- EXERCISE GOAL -
Look through the lines below, find those with the word "usize", and copy them.
======== DATA SUPPLIED ========
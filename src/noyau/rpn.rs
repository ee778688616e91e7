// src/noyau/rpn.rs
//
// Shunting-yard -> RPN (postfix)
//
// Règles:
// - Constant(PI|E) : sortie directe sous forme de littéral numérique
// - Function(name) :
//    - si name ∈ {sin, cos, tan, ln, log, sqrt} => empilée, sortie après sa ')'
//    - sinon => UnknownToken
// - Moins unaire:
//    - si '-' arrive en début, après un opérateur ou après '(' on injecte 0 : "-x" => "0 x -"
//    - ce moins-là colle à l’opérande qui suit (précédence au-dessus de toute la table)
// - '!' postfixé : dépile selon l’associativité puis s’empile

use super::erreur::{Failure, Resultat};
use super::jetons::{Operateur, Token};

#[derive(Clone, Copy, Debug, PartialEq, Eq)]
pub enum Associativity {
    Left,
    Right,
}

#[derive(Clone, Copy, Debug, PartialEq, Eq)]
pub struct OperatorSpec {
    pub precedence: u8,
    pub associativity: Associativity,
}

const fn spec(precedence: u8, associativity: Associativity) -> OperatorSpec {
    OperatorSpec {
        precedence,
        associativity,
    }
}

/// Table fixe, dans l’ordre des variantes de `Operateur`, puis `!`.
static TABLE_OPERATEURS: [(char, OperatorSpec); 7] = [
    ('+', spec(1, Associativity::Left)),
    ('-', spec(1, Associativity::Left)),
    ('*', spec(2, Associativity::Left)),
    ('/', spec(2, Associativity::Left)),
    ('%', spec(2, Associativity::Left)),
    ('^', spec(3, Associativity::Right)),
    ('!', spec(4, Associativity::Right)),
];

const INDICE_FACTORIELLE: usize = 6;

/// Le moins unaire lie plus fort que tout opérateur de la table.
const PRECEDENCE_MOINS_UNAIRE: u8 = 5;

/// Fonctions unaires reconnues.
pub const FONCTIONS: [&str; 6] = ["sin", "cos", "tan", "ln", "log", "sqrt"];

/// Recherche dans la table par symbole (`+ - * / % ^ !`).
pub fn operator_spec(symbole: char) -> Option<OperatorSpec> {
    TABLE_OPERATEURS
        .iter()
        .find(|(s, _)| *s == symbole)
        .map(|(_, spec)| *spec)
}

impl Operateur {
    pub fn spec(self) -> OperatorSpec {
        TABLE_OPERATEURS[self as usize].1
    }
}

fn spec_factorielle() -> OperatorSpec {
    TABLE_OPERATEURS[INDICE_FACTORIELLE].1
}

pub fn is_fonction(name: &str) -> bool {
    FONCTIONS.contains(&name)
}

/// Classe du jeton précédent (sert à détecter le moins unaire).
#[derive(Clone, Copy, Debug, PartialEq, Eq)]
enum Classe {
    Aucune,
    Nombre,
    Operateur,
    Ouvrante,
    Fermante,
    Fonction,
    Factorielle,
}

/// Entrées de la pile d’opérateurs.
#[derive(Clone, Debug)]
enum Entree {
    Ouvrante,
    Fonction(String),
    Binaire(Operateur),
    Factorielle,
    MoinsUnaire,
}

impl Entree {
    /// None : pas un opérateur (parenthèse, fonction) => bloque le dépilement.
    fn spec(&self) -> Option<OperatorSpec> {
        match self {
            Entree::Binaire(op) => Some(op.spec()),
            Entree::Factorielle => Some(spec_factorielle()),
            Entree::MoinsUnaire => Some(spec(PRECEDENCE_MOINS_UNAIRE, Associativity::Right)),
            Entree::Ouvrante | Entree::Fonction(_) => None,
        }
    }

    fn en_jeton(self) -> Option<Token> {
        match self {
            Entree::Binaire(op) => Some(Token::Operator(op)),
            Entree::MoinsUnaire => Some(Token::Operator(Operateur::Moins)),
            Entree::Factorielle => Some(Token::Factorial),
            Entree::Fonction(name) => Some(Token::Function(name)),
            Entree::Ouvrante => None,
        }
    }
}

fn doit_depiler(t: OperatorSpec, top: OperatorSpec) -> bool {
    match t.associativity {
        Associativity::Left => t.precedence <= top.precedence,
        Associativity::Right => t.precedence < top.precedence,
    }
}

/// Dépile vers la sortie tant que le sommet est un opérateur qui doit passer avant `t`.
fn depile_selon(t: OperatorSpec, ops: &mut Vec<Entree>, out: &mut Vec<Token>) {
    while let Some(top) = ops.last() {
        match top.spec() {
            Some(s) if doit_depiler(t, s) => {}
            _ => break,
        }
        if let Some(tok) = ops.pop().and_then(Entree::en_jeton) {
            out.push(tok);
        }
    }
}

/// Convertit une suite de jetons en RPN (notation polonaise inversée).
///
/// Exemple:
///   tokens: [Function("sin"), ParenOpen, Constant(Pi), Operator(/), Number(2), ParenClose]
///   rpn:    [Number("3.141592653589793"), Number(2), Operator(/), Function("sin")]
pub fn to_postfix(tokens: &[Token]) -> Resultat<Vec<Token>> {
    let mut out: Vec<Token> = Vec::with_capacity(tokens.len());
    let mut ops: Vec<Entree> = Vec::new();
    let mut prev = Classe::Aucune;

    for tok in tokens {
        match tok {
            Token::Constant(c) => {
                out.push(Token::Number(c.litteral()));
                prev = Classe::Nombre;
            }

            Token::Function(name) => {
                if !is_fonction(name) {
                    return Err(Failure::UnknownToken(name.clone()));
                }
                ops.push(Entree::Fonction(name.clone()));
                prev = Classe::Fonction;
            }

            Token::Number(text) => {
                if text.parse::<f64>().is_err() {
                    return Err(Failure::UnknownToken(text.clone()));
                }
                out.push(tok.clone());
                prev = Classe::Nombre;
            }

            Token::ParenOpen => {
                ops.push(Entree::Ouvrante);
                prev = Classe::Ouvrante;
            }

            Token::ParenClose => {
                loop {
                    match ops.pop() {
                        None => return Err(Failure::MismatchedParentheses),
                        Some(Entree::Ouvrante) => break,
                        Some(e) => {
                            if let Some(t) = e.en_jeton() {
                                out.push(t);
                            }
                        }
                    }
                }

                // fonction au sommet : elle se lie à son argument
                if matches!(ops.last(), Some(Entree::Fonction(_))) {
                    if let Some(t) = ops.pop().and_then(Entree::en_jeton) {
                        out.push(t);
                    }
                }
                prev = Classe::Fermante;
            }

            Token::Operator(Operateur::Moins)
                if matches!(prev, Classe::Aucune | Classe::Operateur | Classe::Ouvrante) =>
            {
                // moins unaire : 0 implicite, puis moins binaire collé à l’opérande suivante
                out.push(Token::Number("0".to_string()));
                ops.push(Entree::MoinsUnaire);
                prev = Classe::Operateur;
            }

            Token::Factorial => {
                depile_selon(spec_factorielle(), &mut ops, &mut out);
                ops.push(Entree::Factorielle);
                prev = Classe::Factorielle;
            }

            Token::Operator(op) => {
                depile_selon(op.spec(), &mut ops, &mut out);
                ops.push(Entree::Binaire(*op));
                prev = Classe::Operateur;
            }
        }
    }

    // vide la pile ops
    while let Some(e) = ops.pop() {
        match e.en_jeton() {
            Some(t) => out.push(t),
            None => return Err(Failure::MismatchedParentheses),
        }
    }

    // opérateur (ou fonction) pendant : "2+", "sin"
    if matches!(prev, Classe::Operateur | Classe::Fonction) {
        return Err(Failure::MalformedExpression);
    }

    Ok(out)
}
========
======== DATA SUPPLIED ========
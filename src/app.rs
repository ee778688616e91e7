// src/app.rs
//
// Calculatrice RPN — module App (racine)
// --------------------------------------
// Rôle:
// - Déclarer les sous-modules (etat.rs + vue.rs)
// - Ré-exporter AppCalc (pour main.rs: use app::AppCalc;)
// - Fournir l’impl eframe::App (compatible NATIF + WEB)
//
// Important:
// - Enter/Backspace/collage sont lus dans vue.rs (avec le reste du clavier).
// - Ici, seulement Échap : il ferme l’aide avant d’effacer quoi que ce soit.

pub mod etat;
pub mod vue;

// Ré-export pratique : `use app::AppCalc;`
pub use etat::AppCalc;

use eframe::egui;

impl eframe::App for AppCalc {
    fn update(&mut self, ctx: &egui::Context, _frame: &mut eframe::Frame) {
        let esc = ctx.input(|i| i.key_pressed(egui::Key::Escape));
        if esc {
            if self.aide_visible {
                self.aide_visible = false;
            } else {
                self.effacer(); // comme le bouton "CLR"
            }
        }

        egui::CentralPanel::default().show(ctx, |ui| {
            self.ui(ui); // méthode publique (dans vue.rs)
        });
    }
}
========
- SOLUTION BELOW -
const INDICE_FACTORIELLE: usize = 6;
        TABLE_OPERATEURS[self as usize].1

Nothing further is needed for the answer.